Like most future “Hillman College” folk in the 1980s and ’90s, I adored School Daze and A Different World. I collected articles in Ebony magazine about the fabled Spelman and its “sister president,” Dr. Johnnetta B. Cole. In Watts, they sold HBCU paraphernalia at Denny’s n the Hood, and in Boyz n the Hood, Brandi ends up going to Spelman. So if the hood reps Spelman and book-smart girlz n the hood can go to Spelman, I needed to be on that midnight train to Georgia.
By the spring of 1996, during the “Spel-Bound” admitted students’ weekend and in a span of two short days, I had already met the person who would be my freshwoman-year roommate (heeey, Lil Kim!), threw up “the W” countless times 2,000 miles away from home, developed a newfound appreciation for late-night wings and perfected chanting, “HHHHHH-H, Phiiiiii Beta!” in the necessary guttural tone.
Spelman is herstoric, controversial, complex, yet always self-assured. Spelman’s first students were 11 girls and women who were mostly former slaves, determined to learn to read and write. Now terms like “epistemology,” “matrix of domination,” “misogynoir,” “pedagogy of the oppressed,” “liberation theology,” “Diaspora,” “womanism,” “code-switching,” “respectability politics” and “gender identity” roll off of Spelmanites’ tongues because these concepts are foundational to our intersectional identities as black women, as scholars and as leaders at Spelman and beyond, no matter what major we chose.

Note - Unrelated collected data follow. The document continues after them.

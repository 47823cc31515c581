//! Expression AST for FILTER conditions and SELECT projections.
//!
//! Every variant must be handled in `to_tokens()` - the compiler enforces this.

use super::query::Projection;
use super::token::{Token, TokenStream};

// =============================================================================
// Expression AST
// =============================================================================

/// A SPARQL expression.
#[derive(Debug, Clone, PartialEq)]
pub enum Expr {
    /// Variable reference: ?name
    Var(String),

    /// Literal values
    Literal(Literal),

    /// Binary operation: left op right
    BinaryOp {
        left: Box<Expr>,
        op: BinaryOperator,
        right: Box<Expr>,
    },

    /// Unary operation: op expr
    UnaryOp { op: UnaryOperator, expr: Box<Expr> },

    /// Function or aggregate call: NAME(DISTINCT? args...)
    Function {
        name: String,
        args: Vec<Expr>,
        distinct: bool,
    },

    /// Parenthesized expression
    Paren(Box<Expr>),
}

/// Literal values.
#[derive(Debug, Clone, PartialEq)]
pub enum Literal {
    Int(i64),
    Float(f64),
    String(String),
}

/// Binary operators.
#[derive(Debug, Clone, Copy, PartialEq, Eq)]
pub enum BinaryOperator {
    // Comparison
    Eq,
    Ne,
    Lt,
    Gt,
    Lte,
    Gte,
    // Logical
    And,
    Or,
}

/// Unary operators.
#[derive(Debug, Clone, Copy, PartialEq, Eq)]
pub enum UnaryOperator {
    Not,
}

// =============================================================================
// Expression to Tokens
// =============================================================================

impl Expr {
    /// Convert this expression to a token stream.
    pub fn to_tokens(&self) -> TokenStream {
        let mut ts = TokenStream::new();

        match self {
            Expr::Var(name) => {
                ts.var(name.clone());
            }

            Expr::Literal(lit) => {
                ts.push(match lit {
                    Literal::Int(n) => Token::LitInt(*n),
                    Literal::Float(f) => Token::LitFloat(*f),
                    Literal::String(s) => Token::LitString(s.clone()),
                });
            }

            Expr::BinaryOp { left, op, right } => {
                append_operand(&mut ts, left, *op);
                ts.space();
                ts.push(binary_op_to_token(*op));
                ts.space();
                append_operand(&mut ts, right, *op);
            }

            Expr::UnaryOp { op, expr } => {
                ts.push(match op {
                    UnaryOperator::Not => Token::Not,
                });
                if matches!(**expr, Expr::BinaryOp { .. }) {
                    ts.lparen().append(&expr.to_tokens()).rparen();
                } else {
                    ts.append(&expr.to_tokens());
                }
            }

            Expr::Function {
                name,
                args,
                distinct,
            } => {
                ts.push(Token::FunctionName(name.clone()));
                ts.lparen();
                if *distinct {
                    ts.push(Token::Distinct).space();
                }
                for (i, arg) in args.iter().enumerate() {
                    if i > 0 {
                        ts.comma().space();
                    }
                    ts.append(&arg.to_tokens());
                }
                ts.rparen();
            }

            Expr::Paren(inner) => {
                ts.lparen().append(&inner.to_tokens()).rparen();
            }
        }

        ts
    }

    /// Render this expression as a SPARQL fragment.
    pub fn to_sparql(&self) -> String {
        self.to_tokens().serialize()
    }
}

/// `||` binds looser than `&&`, so an OR nested under AND needs parentheses.
fn append_operand(ts: &mut TokenStream, operand: &Expr, parent: BinaryOperator) {
    let needs_parens = matches!(
        (parent, operand),
        (
            BinaryOperator::And,
            Expr::BinaryOp {
                op: BinaryOperator::Or,
                ..
            }
        )
    );
    if needs_parens {
        ts.lparen().append(&operand.to_tokens()).rparen();
    } else {
        ts.append(&operand.to_tokens());
    }
}

fn binary_op_to_token(op: BinaryOperator) -> Token {
    match op {
        BinaryOperator::Eq => Token::Eq,
        BinaryOperator::Ne => Token::Ne,
        BinaryOperator::Lt => Token::Lt,
        BinaryOperator::Gt => Token::Gt,
        BinaryOperator::Lte => Token::Lte,
        BinaryOperator::Gte => Token::Gte,
        BinaryOperator::And => Token::And,
        BinaryOperator::Or => Token::Or,
    }
}

// =============================================================================
// Expression Constructors
// =============================================================================

/// Create a variable reference.
pub fn var(name: &str) -> Expr {
    Expr::Var(name.into())
}

/// Create an integer literal.
pub fn lit_int(n: i64) -> Expr {
    Expr::Literal(Literal::Int(n))
}

/// Create a float literal.
pub fn lit_float(f: f64) -> Expr {
    Expr::Literal(Literal::Float(f))
}

/// Create a string literal.
pub fn lit_str(s: &str) -> Expr {
    Expr::Literal(Literal::String(s.into()))
}

/// Generic function call.
pub fn func(name: &str, args: Vec<Expr>) -> Expr {
    Expr::Function {
        name: name.into(),
        args,
        distinct: false,
    }
}

/// REGEX(text, pattern, flags)
pub fn regex(text: Expr, pattern: &str, flags: &str) -> Expr {
    func("REGEX", vec![text, lit_str(pattern), lit_str(flags)])
}

/// STR(expr)
pub fn str_(expr: Expr) -> Expr {
    func("STR", vec![expr])
}

/// STRSTARTS(text, prefix)
pub fn strstarts(text: Expr, prefix: &str) -> Expr {
    func("STRSTARTS", vec![text, lit_str(prefix)])
}

/// COALESCE(args...)
pub fn coalesce(args: Vec<Expr>) -> Expr {
    func("COALESCE", args)
}

/// BOUND(?var)
pub fn bound(name: &str) -> Expr {
    func("BOUND", vec![var(name)])
}

// =============================================================================
// Aggregate Functions
// =============================================================================

/// COUNT(expr)
pub fn count(expr: Expr) -> Expr {
    func("COUNT", vec![expr])
}

/// COUNT(DISTINCT expr)
pub fn count_distinct(expr: Expr) -> Expr {
    Expr::Function {
        name: "COUNT".into(),
        args: vec![expr],
        distinct: true,
    }
}

/// AVG(expr)
pub fn avg(expr: Expr) -> Expr {
    func("AVG", vec![expr])
}

/// MIN(expr)
pub fn min(expr: Expr) -> Expr {
    func("MIN", vec![expr])
}

/// MAX(expr)
pub fn max(expr: Expr) -> Expr {
    func("MAX", vec![expr])
}

// =============================================================================
// Fluent Extension Trait
// =============================================================================

/// Fluent operators on anything that converts into an [`Expr`].
pub trait ExprExt: Sized {
    fn into_expr(self) -> Expr;

    // Comparison operators
    fn eq(self, other: impl Into<Expr>) -> Expr {
        binary(self.into_expr(), BinaryOperator::Eq, other.into())
    }

    fn ne(self, other: impl Into<Expr>) -> Expr {
        binary(self.into_expr(), BinaryOperator::Ne, other.into())
    }

    fn gt(self, other: impl Into<Expr>) -> Expr {
        binary(self.into_expr(), BinaryOperator::Gt, other.into())
    }

    fn gte(self, other: impl Into<Expr>) -> Expr {
        binary(self.into_expr(), BinaryOperator::Gte, other.into())
    }

    fn lt(self, other: impl Into<Expr>) -> Expr {
        binary(self.into_expr(), BinaryOperator::Lt, other.into())
    }

    fn lte(self, other: impl Into<Expr>) -> Expr {
        binary(self.into_expr(), BinaryOperator::Lte, other.into())
    }

    // Logical operators
    fn and(self, other: impl Into<Expr>) -> Expr {
        binary(self.into_expr(), BinaryOperator::And, other.into())
    }

    fn or(self, other: impl Into<Expr>) -> Expr {
        binary(self.into_expr(), BinaryOperator::Or, other.into())
    }

    fn not(self) -> Expr {
        Expr::UnaryOp {
            op: UnaryOperator::Not,
            expr: Box::new(self.into_expr()),
        }
    }

    /// Alias this expression (for the SELECT list).
    fn alias(self, name: &str) -> Projection {
        Projection::Expr {
            expr: self.into_expr(),
            alias: name.into(),
        }
    }
}

fn binary(left: Expr, op: BinaryOperator, right: Expr) -> Expr {
    Expr::BinaryOp {
        left: Box::new(left),
        op,
        right: Box::new(right),
    }
}

impl ExprExt for Expr {
    fn into_expr(self) -> Expr {
        self
    }
}

/// Fold conditions with `&&`. `None` when there are none.
pub fn all_of(exprs: impl IntoIterator<Item = Expr>) -> Option<Expr> {
    exprs.into_iter().reduce(|acc, e| acc.and(e))
}

/// Fold conditions with `||`. `None` when there are none.
pub fn any_of(exprs: impl IntoIterator<Item = Expr>) -> Option<Expr> {
    exprs.into_iter().reduce(|acc, e| acc.or(e))
}

// =============================================================================
// Conversions
// =============================================================================

impl From<i64> for Expr {
    fn from(n: i64) -> Self {
        lit_int(n)
    }
}

impl From<i32> for Expr {
    fn from(n: i32) -> Self {
        lit_int(n as i64)
    }
}

impl From<f64> for Expr {
    fn from(f: f64) -> Self {
        lit_float(f)
    }
}

impl From<&str> for Expr {
    fn from(s: &str) -> Self {
        lit_str(s)
    }
}

impl From<String> for Expr {
    fn from(s: String) -> Self {
        Expr::Literal(Literal::String(s))
    }
}

// =============================================================================
// Tests
// =============================================================================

Our school whose “name we praise” was founded in the basement of a Baptist church that recently has been razed and its congregation displaced for the location of the Falcons’ new stadium. “Our Whole School for Christ” is also a homeplace for Muslim, Buddhist, Yoruba, Akan, spiritual, agnostic and atheist Spelmanites. My dear alma mater pushes some students and faculty out and still calls them our own and welcomes them home. We are not surprised when Spelman is listed at the top of college rankings in U.S. News & World Report, Black Enterprise, Mother Jones or Money Guide; we wouldn’t expect anything less.
I’m my mom’s only child, but I have over 15,000 women across the world whom I call sisters, and we squeal and give each other long hugs when we meet, whether it’s for the first or the fiddy-leventh time. When I see alumnae well into their 80s and 90s showing up to Sisters Chapel dressed to the nines, I know that there IS a goddess, and she created August Georgia move-in-day heat, tap water in Upper Manley, book learnin’ in Giles Hall and whatever else commands that “black don’t crack.” I know that my future baby girl will never be caught running on the grass of the oval or walking under the arch until it’s her time to do so, to make her own “choice to change the world!”
Dr. LeConté Dill, a native of South Central Los Angeles, is currently creating a homeplace in the Bed-Stuy neighborhood of Brooklyn, N.Y., with her husband, Umberto. She is a scholar, educator and a poet. Dill holds degrees from Spelman College, UCLA and UC Berkeley. Committed to practicing what she names as #CrunkPublicHealth, Dill documents in her work how black girls experience wellness. Currently, she is an assistant professor of public health at SUNY Downstate.